#Brexit is pushing London home prices down but what of our builder’s dreams?

RASHMEE ROSHAN LALL December 8, 2018

Our builder, a relatively young, incredibly hardworking man who got married but recently, was worried. He wanted to find a house to buy so that he could move out from his parents’ busy house.Everyone lives there –  the old folks, their two married sons, one of whom had  a new baby, and the youngest unmarried son.

The builder’s requirements were relatively simple. He wanted something cheap enough to get a mortgage but there was nothing, he told me, below £300,000. Not even if you went as far as Dartford, Kent, thereby leaving the pricey parameters of London postcodes.

That was in late 2016, early 2017. I understood the builder’s dilemma. The maximum mortgage his bank would extend was £280,000. That was £20,000 less than the cheapest house he might find. What on earth could he do?

Wait it out.

As new data shows, house prices across London have fallen in the past year because of the Brexit effect. Not too long ago, one of Britain’s biggest real estate agencies released rather dispiriting information. Your Move said that across the capital average prices were down 2.6% over the year, and had been falling for months at a time. “This is the steepest annual rate of decline in London prices since August 2009, during the last housing slump, which was itself associated with the banking credit crisis of 2008-09,” it said.

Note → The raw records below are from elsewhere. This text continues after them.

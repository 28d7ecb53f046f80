//! Runtime self-check: is the container runtime reachable, are the images local?
//!
//! Most "conversion failed" reports in practice come down to two things: the
//! runtime binary is missing (or the daemon is down), or an image has not been
//! pulled yet and the first request stalls on a multi-hundred-megabyte
//! download. [`run`] probes both without converting anything:
//!
//! 1. `<runtime> --version`
//! 2. `<runtime> image inspect <image>` for the OCR and render images,
//!    concurrently
//!
//! Probes go through the same invoker as the conversion stages, with a short
//! deadline each. The report is plain data; it never fails.

use crate::config::ServiceConfig;
use crate::pipeline::{run_tool, ToolInvocation, ToolKind};
use serde::Serialize;
use std::time::Duration;
use tracing::debug;

const PROBE_TIMEOUT: Duration = Duration::from_secs(30);

/// Result of [`run`].
#[derive(Debug, Clone, Serialize)]
pub struct SelfCheckReport {
    pub runtime: String,
    pub runtime_available: bool,
    /// `--version` output, or the launch error.
    pub runtime_version: String,
    pub images: Vec<ImageStatus>,
}

impl SelfCheckReport {
    /// Runtime answered and every image is present locally.
    pub fn healthy(&self) -> bool {
        self.runtime_available && self.images.iter().all(|i| i.present)
    }
}

/// Local availability of one image.
#[derive(Debug, Clone, Serialize)]
pub struct ImageStatus {
    pub image: String,
    pub present: bool,
    /// What to run when the image is missing.
    #[serde(skip_serializing_if = "Option::is_none")]
    pub hint: Option<String>,
}

/// Probe the runtime and both images.
pub async fn run(config: &ServiceConfig) -> SelfCheckReport {
    let (runtime_available, runtime_version) =
        match run_tool(&probe(config, vec!["--version".into()])).await {
            Ok(res) => (res.success(), res.combined_output.trim().to_string()),
            Err(e) => (false, e.to_string()),
        };

    let images = futures::future::join_all(
        [&config.ocr_image, &config.render_image]
            .into_iter()
            .map(|image| inspect_image(config, image)),
    )
    .await;

    let report = SelfCheckReport {
        runtime: config.runtime_bin.clone(),
        runtime_available,
        runtime_version,
        images,
    };
    debug!("Self-check: {:?}", report);
    report
}

async fn inspect_image(config: &ServiceConfig, image: &str) -> ImageStatus {
    let inv = probe(
        config,
        vec!["image".into(), "inspect".into(), image.to_string()],
    );
    let present = matches!(run_tool(&inv).await, Ok(res) if res.success());
    ImageStatus {
        image: image.to_string(),
        present,
        hint: (!present).then(|| format!("{} pull {}", config.runtime_bin, image)),
    }
}

fn probe(config: &ServiceConfig, args: Vec<String>) -> ToolInvocation {
    ToolInvocation {
        tool: ToolKind::Runtime,
        executable: config.runtime_bin.clone(),
        args,
        working_dir: std::env::temp_dir(),
        timeout: PROBE_TIMEOUT,
    }
}
//! End-to-end tests of the conversion pipeline against a fake container
//! runtime (see `common/mod.rs`). No docker needed.

#![cfg(unix)]

mod common;

use common::{pdf, zip_entry, FakeRuntime, Mode};
use pdf2html::{
    convert, convert_to_file, ConversionProgressCallback, Overrides, Pdf2HtmlError, Stage,
    ToolKind,
};
use std::sync::{Arc, Mutex};
use std::time::Duration;

#[tokio::test]
async fn ocr_then_render_produces_archive() {
    let fake = FakeRuntime::new(Mode::CopyThrough, Mode::Render);
    let config = fake.config().build().unwrap();

    let out = convert(&pdf("hello"), &Overrides::default(), &config)
        .await
        .unwrap();

    assert_eq!(
        out.entries,
        vec!["base.min.css", "img/bg1.png", "ocr.pdf", "output.html"]
    );
    assert!(!out.contains("input.pdf"));
    assert_eq!(
        zip_entry(&out.archive, "output.html"),
        "<html><body>%PDF-1.4 hello</body></html>"
    );
    assert!(out.stats.ocr_duration_ms.is_some());
    assert_eq!(out.stats.archive_bytes, out.archive.len());

    let ocr = fake.ocr_invocations();
    assert_eq!(ocr.len(), 1);
    assert!(ocr[0].ends_with("--force-ocr -l spa+eng input.pdf ocr.pdf"), "{}", ocr[0]);
    let render = fake.render_invocations();
    assert_eq!(render.len(), 1);
    assert!(render[0].contains("--zoom 1.3"));
    assert!(render[0].ends_with("ocr.pdf output.html"), "{}", render[0]);

    assert_eq!(fake.leftover_workspaces(), 0);
}

#[tokio::test]
async fn ocr_disabled_renders_the_upload_directly() {
    let fake = FakeRuntime::new(Mode::Fail, Mode::Render);
    let config = fake.config().build().unwrap();

    let out = convert(&pdf("digital"), &Overrides::default().ocr(false), &config)
        .await
        .unwrap();

    assert!(fake.ocr_invocations().is_empty());
    assert!(fake.render_invocations()[0].ends_with("input.pdf output.html"));
    assert_eq!(out.entries, vec!["base.min.css", "img/bg1.png", "output.html"]);
    assert_eq!(out.stats.ocr_duration_ms, None);
}

#[tokio::test]
async fn zoom_override_applies_to_one_request_only() {
    let fake = FakeRuntime::new(Mode::CopyThrough, Mode::Render);
    let config = fake.config().build().unwrap();

    convert(&pdf("a"), &Overrides::default().zoom(2.0), &config)
        .await
        .unwrap();
    convert(&pdf("b"), &Overrides::default(), &config)
        .await
        .unwrap();

    let render = fake.render_invocations();
    assert!(render[0].contains("--zoom 2.0"), "{}", render[0]);
    assert!(render[1].contains("--zoom 1.3"), "{}", render[1]);
}

#[tokio::test]
async fn language_and_skip_text_reach_ocr() {
    let fake = FakeRuntime::new(Mode::CopyThrough, Mode::Render);
    let config = fake.config().ocr_force(false).build().unwrap();

    convert(&pdf("x"), &Overrides::default().lang("eng+deu"), &config)
        .await
        .unwrap();

    let ocr = fake.ocr_invocations();
    assert!(ocr[0].ends_with("--skip-text -l eng+deu input.pdf ocr.pdf"), "{}", ocr[0]);
}

#[tokio::test]
async fn script_language_reaches_ocr_unchanged() {
    let fake = FakeRuntime::new(Mode::CopyThrough, Mode::Render);
    let config = fake.config().build().unwrap();

    convert(&pdf("x"), &Overrides::default().lang("script/Latin+eng"), &config)
        .await
        .unwrap();

    let ocr = fake.ocr_invocations();
    assert!(
        ocr[0].ends_with("--force-ocr -l script/Latin+eng input.pdf ocr.pdf"),
        "{}",
        ocr[0]
    );
}

#[tokio::test]
async fn invalid_overrides_fail_before_any_tool_runs() {
    let fake = FakeRuntime::new(Mode::CopyThrough, Mode::Render);
    let config = fake.config().build().unwrap();

    let err = convert(&pdf("x"), &Overrides::default().lang("--sidecar=out.txt"), &config)
        .await
        .unwrap_err();
    assert!(matches!(err, Pdf2HtmlError::Validation { .. }), "{err:?}");

    let err = convert(&pdf("x"), &Overrides::default().zoom(0.0), &config)
        .await
        .unwrap_err();
    assert!(matches!(err, Pdf2HtmlError::Validation { .. }), "{err:?}");

    assert!(fake.invocations().is_empty());
    assert_eq!(fake.leftover_workspaces(), 0);
}

#[tokio::test]
async fn render_failure_carries_exit_code_and_output() {
    let fake = FakeRuntime::new(Mode::CopyThrough, Mode::Fail);
    let config = fake.config().build().unwrap();

    let err = convert(&pdf("x"), &Overrides::default(), &config)
        .await
        .unwrap_err();
    match err {
        Pdf2HtmlError::ToolFailed {
            tool,
            exit_code,
            ref output,
        } => {
            assert_eq!(tool, ToolKind::Render);
            assert_eq!(exit_code, 2);
            assert!(output.contains("cannot parse document"), "{output}");
        }
        other => panic!("expected ToolFailed, got {other:?}"),
    }
    assert_eq!(fake.leftover_workspaces(), 0);
}

#[tokio::test]
async fn ocr_failure_stops_before_render() {
    let fake = FakeRuntime::new(Mode::Fail, Mode::Render);
    let config = fake.config().build().unwrap();

    let err = convert(&pdf("x"), &Overrides::default(), &config)
        .await
        .unwrap_err();
    assert_eq!(err.tool(), Some(ToolKind::Ocr));
    assert_eq!(err.exit_code(), Some(2));
    assert!(fake.render_invocations().is_empty());
    assert_eq!(fake.leftover_workspaces(), 0);
}

#[tokio::test]
async fn tool_exiting_zero_without_output_is_missing_output() {
    let fake = FakeRuntime::new(Mode::Silent, Mode::Render);
    let config = fake.config().build().unwrap();

    let err = convert(&pdf("x"), &Overrides::default(), &config)
        .await
        .unwrap_err();
    assert!(
        matches!(err, Pdf2HtmlError::MissingOutput { tool: ToolKind::Ocr, .. }),
        "{err:?}"
    );
    assert_eq!(fake.leftover_workspaces(), 0);
}

#[tokio::test]
async fn ocr_timeout_kills_tool_and_cleans_up() {
    let fake = FakeRuntime::new(Mode::Hang, Mode::Render);
    let config = fake
        .config()
        .ocr_timeout(Duration::from_millis(500))
        .build()
        .unwrap();

    let started = std::time::Instant::now();
    let err = convert(&pdf("x"), &Overrides::default(), &config)
        .await
        .unwrap_err();
    assert!(started.elapsed() < Duration::from_secs(10));
    assert!(
        matches!(
            err,
            Pdf2HtmlError::Timeout {
                tool: ToolKind::Ocr,
                timeout_ms: 500
            }
        ),
        "{err:?}"
    );
    assert!(fake.render_invocations().is_empty());
    assert_eq!(fake.leftover_workspaces(), 0);

    #[cfg(target_os = "linux")]
    {
        let pid = std::fs::read_to_string(&fake.pidfile).unwrap();
        assert!(
            !std::path::Path::new(&format!("/proc/{}", pid.trim())).exists(),
            "tool process {} still alive",
            pid.trim()
        );
    }
}

#[tokio::test]
async fn missing_workspace_root_is_workspace_error() {
    let fake = FakeRuntime::new(Mode::CopyThrough, Mode::Render);
    let config = fake
        .config()
        .workspace_root(fake.dir.path().join("does-not-exist"))
        .build()
        .unwrap();

    let err = convert(&pdf("x"), &Overrides::default(), &config)
        .await
        .unwrap_err();
    assert!(matches!(err, Pdf2HtmlError::Workspace { .. }), "{err:?}");
    assert!(!err.is_client_error());
    assert!(fake.invocations().is_empty());
}

#[tokio::test]
async fn archive_failure_reaches_caller_and_cleans_up() {
    let fake = FakeRuntime::new(Mode::CopyThrough, Mode::RenderTooDeep);
    let recorder = Arc::new(Recorder::default());
    let config = fake
        .config()
        .progress_callback(recorder.clone())
        .build()
        .unwrap();

    let err = convert(&pdf("x"), &Overrides::default(), &config)
        .await
        .unwrap_err();
    assert!(matches!(err, Pdf2HtmlError::Archive { .. }), "{err:?}");
    assert_eq!(fake.render_invocations().len(), 1);
    assert_eq!(fake.leftover_workspaces(), 0);

    let stages = recorder.stages.lock().unwrap().clone();
    assert_eq!(&stages[stages.len() - 2..], &[Stage::Packing, Stage::Failed]);
}

#[tokio::test]
async fn concurrent_requests_are_isolated() {
    let fake = FakeRuntime::new(Mode::CopyThrough, Mode::Render);
    let config = fake.config().build().unwrap();

    let a = pdf("first document");
    let b = pdf("second document");
    let oa = Overrides::default().zoom(1.0);
    let ob = Overrides::default().zoom(3.0).ocr(false);
    let (ra, rb) = tokio::join!(convert(&a, &oa, &config), convert(&b, &ob, &config));
    let (ra, rb) = (ra.unwrap(), rb.unwrap());

    assert!(zip_entry(&ra.archive, "output.html").contains("first document"));
    assert!(zip_entry(&rb.archive, "output.html").contains("second document"));
    assert!(ra.contains("ocr.pdf"));
    assert!(!rb.contains("ocr.pdf"));

    let render = fake.render_invocations();
    assert_eq!(render.len(), 2);
    assert!(render.iter().any(|l| l.contains("--zoom 1.0")));
    assert!(render.iter().any(|l| l.contains("--zoom 3.0")));
    assert_eq!(fake.leftover_workspaces(), 0);
}

#[tokio::test]
async fn repeated_conversion_yields_same_entries() {
    let fake = FakeRuntime::new(Mode::CopyThrough, Mode::Render);
    let config = fake.config().build().unwrap();

    let first = convert(&pdf("same"), &Overrides::default(), &config)
        .await
        .unwrap();
    let second = convert(&pdf("same"), &Overrides::default(), &config)
        .await
        .unwrap();
    assert_eq!(first.entries, second.entries);
    assert_eq!(
        zip_entry(&first.archive, "output.html"),
        zip_entry(&second.archive, "output.html")
    );
}

#[derive(Default)]
struct Recorder {
    stages: Mutex<Vec<Stage>>,
    errors: Mutex<Vec<String>>,
    completed: Mutex<Option<(usize, usize)>>,
}

impl ConversionProgressCallback for Recorder {
    fn on_stage(&self, stage: Stage) {
        self.stages.lock().unwrap().push(stage);
    }
    fn on_error(&self, error: &str) {
        self.errors.lock().unwrap().push(error.to_string());
    }
    fn on_complete(&self, entries: usize, archive_bytes: usize) {
        *self.completed.lock().unwrap() = Some((entries, archive_bytes));
    }
}

#[tokio::test]
async fn progress_callback_sees_every_stage() {
    let fake = FakeRuntime::new(Mode::CopyThrough, Mode::Render);
    let recorder = Arc::new(Recorder::default());
    let config = fake
        .config()
        .progress_callback(recorder.clone())
        .build()
        .unwrap();

    let out = convert(&pdf("x"), &Overrides::default(), &config)
        .await
        .unwrap();

    assert_eq!(
        *recorder.stages.lock().unwrap(),
        vec![
            Stage::Created,
            Stage::OcrRunning,
            Stage::Rendering,
            Stage::Packing,
            Stage::Done
        ]
    );
    assert_eq!(
        *recorder.completed.lock().unwrap(),
        Some((out.entries.len(), out.archive.len()))
    );
    assert!(recorder.errors.lock().unwrap().is_empty());
}

#[tokio::test]
async fn progress_callback_sees_failure() {
    let fake = FakeRuntime::new(Mode::CopyThrough, Mode::Fail);
    let recorder = Arc::new(Recorder::default());
    let config = fake
        .config()
        .progress_callback(recorder.clone())
        .build()
        .unwrap();

    convert(&pdf("x"), &Overrides::default(), &config)
        .await
        .unwrap_err();

    let stages = recorder.stages.lock().unwrap().clone();
    assert_eq!(stages.last(), Some(&Stage::Failed));
    assert!(!stages.contains(&Stage::Packing));
    assert_eq!(recorder.errors.lock().unwrap().len(), 1);
    assert!(recorder.completed.lock().unwrap().is_none());
}

#[tokio::test]
async fn convert_to_file_writes_archive_atomically() {
    let fake = FakeRuntime::new(Mode::CopyThrough, Mode::Render);
    let config = fake.config().build().unwrap();

    let input = fake.dir.path().join("scan.pdf");
    std::fs::write(&input, pdf("on disk")).unwrap();
    let output = fake.dir.path().join("out/nested/html_export.zip");

    let result = convert_to_file(&input, &output, &Overrides::default(), &config)
        .await
        .unwrap();

    let written = std::fs::read(&output).unwrap();
    assert_eq!(written, result.archive);
    assert!(!output.with_extension("zip.tmp").exists());
    assert!(zip_entry(&written, "output.html").contains("on disk"));
}

#[tokio::test]
async fn missing_input_file_is_validation_error() {
    let fake = FakeRuntime::new(Mode::CopyThrough, Mode::Render);
    let config = fake.config().build().unwrap();

    let err = pdf2html::convert_file(
        fake.dir.path().join("nope.pdf"),
        &Overrides::default(),
        &config,
    )
    .await
    .unwrap_err();
    assert!(matches!(err, Pdf2HtmlError::Validation { .. }), "{err:?}");
    assert!(fake.invocations().is_empty());
}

At one point, I advised the builder to wait for #Brexit Britain’s property market to start the inevitable downward slide. As proof I showed him a Bloomberg piece that suggested this might be very good strategy.

London home values, especially in the most expensive boroughs of Kensington and Chelsea, are falling, that report said. Add to that the fact that home prices grew at their slowest annual rate – just 0.1 per cent – in almost five years. Odd though it may sound the least expensive 11 boroughs recorded a 0.4 per cent increase.

What’s the betting that the world’s Richie-Riches, those who came to live and work in London because of its status as a financial centre, a European hub and a creative core, are slowly edging away?

Those are the Kensington and Chelsea luvvies and declining demand on their part would probably cool the overheated market in expensive homes.

As it turned out, nothing seemed to matter, one way or the other.

PS: The builder is moving to his new house this month.